Por exemplo: apoio às pequenas e médias empresas, valorização do aprendizado, maior segurança nos transportes e nas escolas… Tudo isso nos faz crer que a FN é uma legenda como as outras, conclui Biseau.

Contudo, Marine propõe um referendo “sobre o apoio aos migrantes”. No plano econômico, ela baixará as taxas regionais. Como? Não substituirá os aposentados. Ela propõe, ainda, o fim do euro. E da União Europeia. A França voltaria a ser independente.

Escreve Louis Maurin, diretor do Observatório de Desigualdades, “ela ignora todas as classes trabalhadoras… Isso explica a força da FN”. Mais: “Os dirigentes socialistas não compreendem nada da sociedade francesa”.

Uma esquerda pronta a associar “o liberalismo cultural ao econômico não tem nada de social-democrata”. Enquanto isso, a caridade substituiu a distribuição da renda. Por conta dessa “esquerda burguesa”, o trabalhador “virou um conservador”. 

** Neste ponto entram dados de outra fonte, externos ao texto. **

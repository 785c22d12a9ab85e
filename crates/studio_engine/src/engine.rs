use std::collections::HashMap;
use std::sync::{mpsc, Arc, Mutex, PoisonError};
use std::thread;
use std::time::Duration;

use engine_logging::{engine_debug, engine_error, engine_info, engine_warn};
use tokio_util::sync::CancellationToken;

use crate::artifact::ArtifactStore;
use crate::batch::BatchSequencer;
use crate::client::{GeminiClient, GenerationApi};
use crate::config::EngineConfig;
use crate::payload::ImageRequest;
use crate::poller::{until_cancelled, JobPoller, OperationApi};
use crate::progress::{ChannelProgressSink, ProgressSink};
use crate::tools::{styled_prompt, Toolbox};
use crate::types::{EngineEvent, JobProgress, RequestId, Stage, ToolError, ToolJob, ToolOutput};
use crate::youtube::YouTubeClient;

/// Everything a job needs, constructed once at start-up and shared by reference.
#[derive(Clone)]
pub struct StudioContext {
    pub config: EngineConfig,
    pub generation: Arc<dyn GenerationApi>,
    pub operations: Arc<dyn OperationApi>,
    pub youtube: Option<Arc<YouTubeClient>>,
    pub artifacts: ArtifactStore,
}

impl StudioContext {
    /// Wires the hosted-API clients. Fails when the credentials are unusable.
    pub fn from_config(config: EngineConfig) -> Result<Self, ToolError> {
        let gemini = Arc::new(GeminiClient::new(&config)?);
        let youtube = Arc::new(YouTubeClient::new(&config)?);
        let artifacts = ArtifactStore::new(config.artifact_dir());
        Ok(Self {
            generation: gemini.clone(),
            operations: gemini,
            youtube: Some(youtube),
            artifacts,
            config,
        })
    }

    pub fn toolbox(&self) -> Toolbox {
        Toolbox::new(self.generation.clone(), self.youtube.clone())
    }
}

enum EngineCommand {
    Run { request_id: RequestId, job: ToolJob },
    Cancel { request_id: RequestId },
}

type TokenMap = Arc<Mutex<HashMap<RequestId, CancellationToken>>>;

pub struct EngineHandle {
    cmd_tx: mpsc::Sender<EngineCommand>,
    event_rx: mpsc::Receiver<EngineEvent>,
}

impl EngineHandle {
    pub fn new(context: StudioContext) -> Self {
        let (cmd_tx, cmd_rx) = mpsc::channel();
        let (event_tx, event_rx) = mpsc::channel();
        let context = Arc::new(context);

        thread::spawn(move || {
            let runtime = match tokio::runtime::Runtime::new() {
                Ok(runtime) => runtime,
                Err(err) => {
                    engine_error!("Failed to start engine runtime: {}", err);
                    return;
                }
            };
            let tokens: TokenMap = Arc::new(Mutex::new(HashMap::new()));
            while let Ok(command) = cmd_rx.recv() {
                match command {
                    EngineCommand::Run { request_id, job } => {
                        let token = CancellationToken::new();
                        lock(&tokens).insert(request_id, token.clone());
                        let _ = event_tx.send(EngineEvent::Progress(JobProgress::stage(
                            request_id,
                            Stage::Queued,
                        )));
                        let context = context.clone();
                        let event_tx = event_tx.clone();
                        let tokens = tokens.clone();
                        runtime.spawn(async move {
                            let sink = ChannelProgressSink::new(event_tx.clone());
                            let result = execute(&context, request_id, job, &token, &sink).await;
                            lock(&tokens).remove(&request_id);
                            match &result {
                                Ok(_) => engine_info!("Request {} completed", request_id),
                                Err(err) if err.is_cancelled() => {
                                    engine_info!("Request {} cancelled", request_id)
                                }
                                Err(err) => engine_warn!("Request {} failed: {}", request_id, err),
                            }
                            let _ = event_tx.send(EngineEvent::Completed { request_id, result });
                        });
                    }
                    EngineCommand::Cancel { request_id } => {
                        if let Some(token) = lock(&tokens).remove(&request_id) {
                            engine_debug!("Cancelling request {}", request_id);
                            token.cancel();
                        }
                    }
                }
            }
        });

        Self { cmd_tx, event_rx }
    }

    pub fn run(&self, request_id: RequestId, job: ToolJob) {
        let _ = self.cmd_tx.send(EngineCommand::Run { request_id, job });
    }

    /// Signals the job; it finishes with a `Cancelled` completion event.
    pub fn cancel(&self, request_id: RequestId) {
        let _ = self.cmd_tx.send(EngineCommand::Cancel { request_id });
    }

    pub fn try_recv(&self) -> Option<EngineEvent> {
        self.event_rx.try_recv().ok()
    }

    pub fn recv_timeout(&self, timeout: Duration) -> Option<EngineEvent> {
        self.event_rx.recv_timeout(timeout).ok()
    }
}

fn lock<T>(mutex: &Mutex<T>) -> std::sync::MutexGuard<'_, T> {
    mutex.lock().unwrap_or_else(PoisonError::into_inner)
}

async fn execute(
    context: &StudioContext,
    request_id: RequestId,
    job: ToolJob,
    cancel: &CancellationToken,
    sink: &dyn ProgressSink,
) -> Result<ToolOutput, ToolError> {
    match job {
        ToolJob::Images {
            prompt,
            style,
            negative_prompt,
            count,
            aspect_ratio,
        } => {
            let request = ImageRequest {
                prompt: styled_prompt(&prompt, style.as_deref(), negative_prompt.as_deref()),
                count: count.clamp(1, ImageRequest::MAX_COUNT),
                aspect_ratio,
            };
            sink.progress(JobProgress::stage(request_id, Stage::Generating));
            let images =
                until_cancelled(cancel, context.generation.generate_images(&request)).await?;
            if images.is_empty() {
                return Err(ToolError::generation("no images were returned"));
            }
            Ok(ToolOutput::Images(images))
        }
        ToolJob::Bulk {
            script,
            style,
            aspect_ratio,
        } => {
            let sequencer =
                BatchSequencer::new(context.generation.clone(), context.config.batch.clone());
            sequencer
                .run_batch(request_id, &script, &style, aspect_ratio, cancel, sink)
                .await
                .map(ToolOutput::Batch)
                .map_err(|err| err.error)
        }
        ToolJob::Video(request) => {
            let poller = JobPoller::new(
                context.operations.clone(),
                context.artifacts.clone(),
                context.config.poll.clone(),
            );
            poller
                .run_job(request_id, &request, cancel, sink)
                .await
                .map(ToolOutput::Video)
        }
        ToolJob::Script { topic } => {
            sink.progress(JobProgress::stage(request_id, Stage::Generating));
            let toolbox = context.toolbox();
            until_cancelled(cancel, toolbox.write_script(&topic))
                .await
                .map(ToolOutput::Script)
        }
        ToolJob::Rewrite { script } => {
            sink.progress(JobProgress::stage(request_id, Stage::Generating));
            let toolbox = context.toolbox();
            until_cancelled(cancel, toolbox.rewrite_script(&script))
                .await
                .map(ToolOutput::Text)
        }
        ToolJob::Seo(inputs) => {
            sink.progress(JobProgress::stage(request_id, Stage::Generating));
            let toolbox = context.toolbox();
            until_cancelled(cancel, toolbox.seo_package(&inputs))
                .await
                .map(ToolOutput::Seo)
        }
        ToolJob::Speech(request) => {
            sink.progress(JobProgress::stage(request_id, Stage::Generating));
            let toolbox = context.toolbox();
            until_cancelled(cancel, toolbox.speak(&request))
                .await
                .map(ToolOutput::Audio)
        }
        ToolJob::Discovery { query } => {
            sink.progress(JobProgress::stage(request_id, Stage::Generating));
            let toolbox = context.toolbox();
            until_cancelled(cancel, toolbox.discover_channels(&query))
                .await
                .map(ToolOutput::Discovery)
        }
    }
}
use std::collections::VecDeque;
use std::fs;
use std::path::PathBuf;
use std::sync::atomic::{AtomicUsize, Ordering};
use std::sync::{Arc, Mutex};
use std::time::Duration;

use pretty_assertions::assert_eq;
use serde_json::json;
use studio_engine::{
    ArtifactStore, AspectRatio, Credentials, DownloadedMedia, EngineConfig, EngineEvent,
    FailureKind, GeminiClient, JobHandle, JobPoller, JobProgress, OperationApi, PollSettings,
    ProgressSink, Stage, ToolError, VideoRequest,
};
use tempfile::TempDir;
use tokio_util::sync::CancellationToken;
use wiremock::matchers::{method, path};
use wiremock::{Mock, MockServer, ResponseTemplate};

#[derive(Default)]
struct TestSink {
    events: Mutex<Vec<EngineEvent>>,
}

impl TestSink {
    fn stages(&self) -> Vec<(Stage, Option<u32>)> {
        self.events
            .lock()
            .unwrap()
            .iter()
            .filter_map(|event| match event {
                EngineEvent::Progress(JobProgress { stage, polls, .. }) => Some((*stage, *polls)),
                _ => None,
            })
            .collect()
    }
}

impl ProgressSink for TestSink {
    fn emit(&self, event: EngineEvent) {
        self.events.lock().unwrap().push(event);
    }
}

/// Scripted operation service: hands out queued handles, one per refresh.
struct ScriptedOperations {
    refreshes: Mutex<VecDeque<JobHandle>>,
    refresh_calls: AtomicUsize,
    download_calls: AtomicUsize,
}

impl ScriptedOperations {
    fn new(refreshes: Vec<JobHandle>) -> Arc<Self> {
        Arc::new(Self {
            refreshes: Mutex::new(refreshes.into()),
            refresh_calls: AtomicUsize::new(0),
            download_calls: AtomicUsize::new(0),
        })
    }
}

#[async_trait::async_trait]
impl OperationApi for ScriptedOperations {
    async fn submit(&self, _request: &VideoRequest) -> Result<JobHandle, ToolError> {
        Ok(pending())
    }

    async fn refresh(&self, handle: &JobHandle) -> Result<JobHandle, ToolError> {
        self.refresh_calls.fetch_add(1, Ordering::SeqCst);
        Ok(self
            .refreshes
            .lock()
            .unwrap()
            .pop_front()
            .unwrap_or_else(|| handle.clone()))
    }

    async fn download(&self, uri: &str) -> Result<DownloadedMedia, ToolError> {
        self.download_calls.fetch_add(1, Ordering::SeqCst);
        Ok(DownloadedMedia {
            bytes: format!("video from {uri}").into_bytes(),
            mime_type: "video/mp4".to_string(),
        })
    }
}

fn pending() -> JobHandle {
    JobHandle {
        name: "operations/test".to_string(),
        ..JobHandle::default()
    }
}

fn finished(uri: Option<&str>) -> JobHandle {
    JobHandle {
        done: true,
        result_uri: uri.map(str::to_string),
        ..pending()
    }
}

fn request() -> VideoRequest {
    VideoRequest {
        prompt: "timelapse of a city skyline".to_string(),
        seed_image: None,
        aspect_ratio: AspectRatio::Landscape,
    }
}

fn fast() -> PollSettings {
    PollSettings {
        interval: Duration::from_millis(1),
    }
}

#[tokio::test]
async fn polls_until_done_and_materializes_result() {
    let temp = TempDir::new().unwrap();
    let api = ScriptedOperations::new(vec![
        pending(),
        pending(),
        finished(Some("https://files.example/clip.mp4")),
    ]);
    let poller = JobPoller::new(
        api.clone(),
        ArtifactStore::new(temp.path().join("staging")),
        fast(),
    );
    let sink = TestSink::default();

    let artifact = poller
        .run_job(7, &request(), &CancellationToken::new(), &sink)
        .await
        .unwrap();

    assert_eq!(api.refresh_calls.load(Ordering::SeqCst), 3);
    assert_eq!(api.download_calls.load(Ordering::SeqCst), 1);
    assert_eq!(artifact.mime_type(), "video/mp4");
    assert_eq!(
        fs::read(artifact.path()).unwrap(),
        b"video from https://files.example/clip.mp4"
    );
    assert_eq!(
        sink.stages(),
        vec![
            (Stage::Submitting, None),
            (Stage::Polling, Some(1)),
            (Stage::Polling, Some(2)),
            (Stage::Polling, Some(3)),
            (Stage::Downloading, None),
            (Stage::Done, None),
        ]
    );
}

#[tokio::test(start_paused = true)]
async fn default_interval_is_ten_seconds_between_queries() {
    let temp = TempDir::new().unwrap();
    let api = ScriptedOperations::new(vec![pending(), finished(Some("https://files.example/a"))]);
    let poller = JobPoller::new(
        api.clone(),
        ArtifactStore::new(temp.path().to_path_buf()),
        PollSettings::default(),
    );

    let started = tokio::time::Instant::now();
    poller
        .run_job(1, &request(), &CancellationToken::new(), &TestSink::default())
        .await
        .unwrap();

    assert_eq!(started.elapsed(), Duration::from_secs(20));
    assert_eq!(api.refresh_calls.load(Ordering::SeqCst), 2);
}

#[tokio::test]
async fn done_without_result_reference_fails_without_download() {
    let temp = TempDir::new().unwrap();
    let api = ScriptedOperations::new(vec![finished(None)]);
    let poller = JobPoller::new(api.clone(), ArtifactStore::new(temp.path().to_path_buf()), fast());

    let err = poller
        .run_job(2, &request(), &CancellationToken::new(), &TestSink::default())
        .await
        .unwrap_err();

    assert_eq!(err.kind, FailureKind::JobFailed);
    assert_eq!(api.download_calls.load(Ordering::SeqCst), 0);
    assert_eq!(fs::read_dir(temp.path()).unwrap().count(), 0);
}

#[tokio::test]
async fn error_handle_is_a_job_failure_carrying_the_message() {
    let temp = TempDir::new().unwrap();
    let api = ScriptedOperations::new(vec![JobHandle {
        error: Some("quota exceeded".to_string()),
        ..finished(Some("https://files.example/ignored"))
    }]);
    let poller = JobPoller::new(api.clone(), ArtifactStore::new(temp.path().to_path_buf()), fast());

    let err = poller
        .run_job(3, &request(), &CancellationToken::new(), &TestSink::default())
        .await
        .unwrap_err();

    assert_eq!(err.kind, FailureKind::JobFailed);
    assert_eq!(err.message, "quota exceeded");
    assert_eq!(api.download_calls.load(Ordering::SeqCst), 0);
}

#[tokio::test]
async fn cancellation_stops_polling_before_download() {
    let temp = TempDir::new().unwrap();
    // Never finishes on its own.
    let api = ScriptedOperations::new(Vec::new());
    let poller = JobPoller::new(
        api.clone(),
        ArtifactStore::new(temp.path().to_path_buf()),
        PollSettings {
            interval: Duration::from_millis(20),
        },
    );
    let cancel = CancellationToken::new();
    let trigger = cancel.clone();
    tokio::spawn(async move {
        tokio::time::sleep(Duration::from_millis(70)).await;
        trigger.cancel();
    });

    let err = poller
        .run_job(4, &request(), &cancel, &TestSink::default())
        .await
        .unwrap_err();

    assert!(err.is_cancelled());
    assert_eq!(api.download_calls.load(Ordering::SeqCst), 0);
    assert!(api.refresh_calls.load(Ordering::SeqCst) >= 1);
}

#[tokio::test]
async fn end_to_end_against_http_service() {
    let server = MockServer::start().await;
    Mock::given(method("POST"))
        .and(path("/v1beta/models/veo-2.0-generate-001:predictLongRunning"))
        .respond_with(
            ResponseTemplate::new(200).set_body_json(json!({ "name": "operations/v1" })),
        )
        .mount(&server)
        .await;
    Mock::given(method("GET"))
        .and(path("/v1beta/operations/v1"))
        .respond_with(ResponseTemplate::new(200).set_body_json(json!({
            "name": "operations/v1",
            "done": true,
            "response": { "generateVideoResponse": { "generatedSamples": [
                { "video": { "uri": format!("{}/files/v1.mp4", server.uri()) } }
            ]}}
        })))
        .expect(1)
        .mount(&server)
        .await;
    Mock::given(method("GET"))
        .and(path("/files/v1.mp4"))
        .respond_with(ResponseTemplate::new(200).set_body_raw(b"mp4-bytes".to_vec(), "video/mp4"))
        .expect(1)
        .mount(&server)
        .await;

    let temp = TempDir::new().unwrap();
    let mut config = EngineConfig::default_with_output(temp.path().to_path_buf());
    config.credentials = Credentials {
        api_key: Some("k".to_string()),
        client_id: None,
    };
    config.genai_base_url = server.uri();
    let client = Arc::new(GeminiClient::new(&config).unwrap());
    let poller = JobPoller::new(client, ArtifactStore::new(config.artifact_dir()), fast());

    let artifact = poller
        .run_job(5, &request(), &CancellationToken::new(), &TestSink::default())
        .await
        .unwrap();
    assert_eq!(artifact.size(), 9);

    let staged: PathBuf = artifact.path().to_path_buf();
    assert!(staged.exists());
    drop(artifact);
    assert!(!staged.exists());
}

Independentemente do resultado no domingo 13, a maior legenda ultradireitista deu o exemplo. Aplausos vieram do prefeito de Antuérpia e líder da Nova Aliança Flamenga, partido separatista e nacionalista. Marine Le Pen foi saudada por lideranças populistas na Áustria, Suíça e Holanda, entre outros países.

O presidente extremista húngaro, Viktor Orbán, que fechou as fronteiras do seu país para proteger o Ocidente dos muçulmanos, mostrou-se particularmente entusiasmado. Na Polônia, Jaroslaw Kaczynski, do Partido Lei e Justiça, fã de Orbán, também louvou a vitória de Le Pen no primeiro turno.

Igualmente vitoriosos foram o Estado Islâmico e Vladimir Putin, que contribuiu para o financiamento da campanha de Le Pen.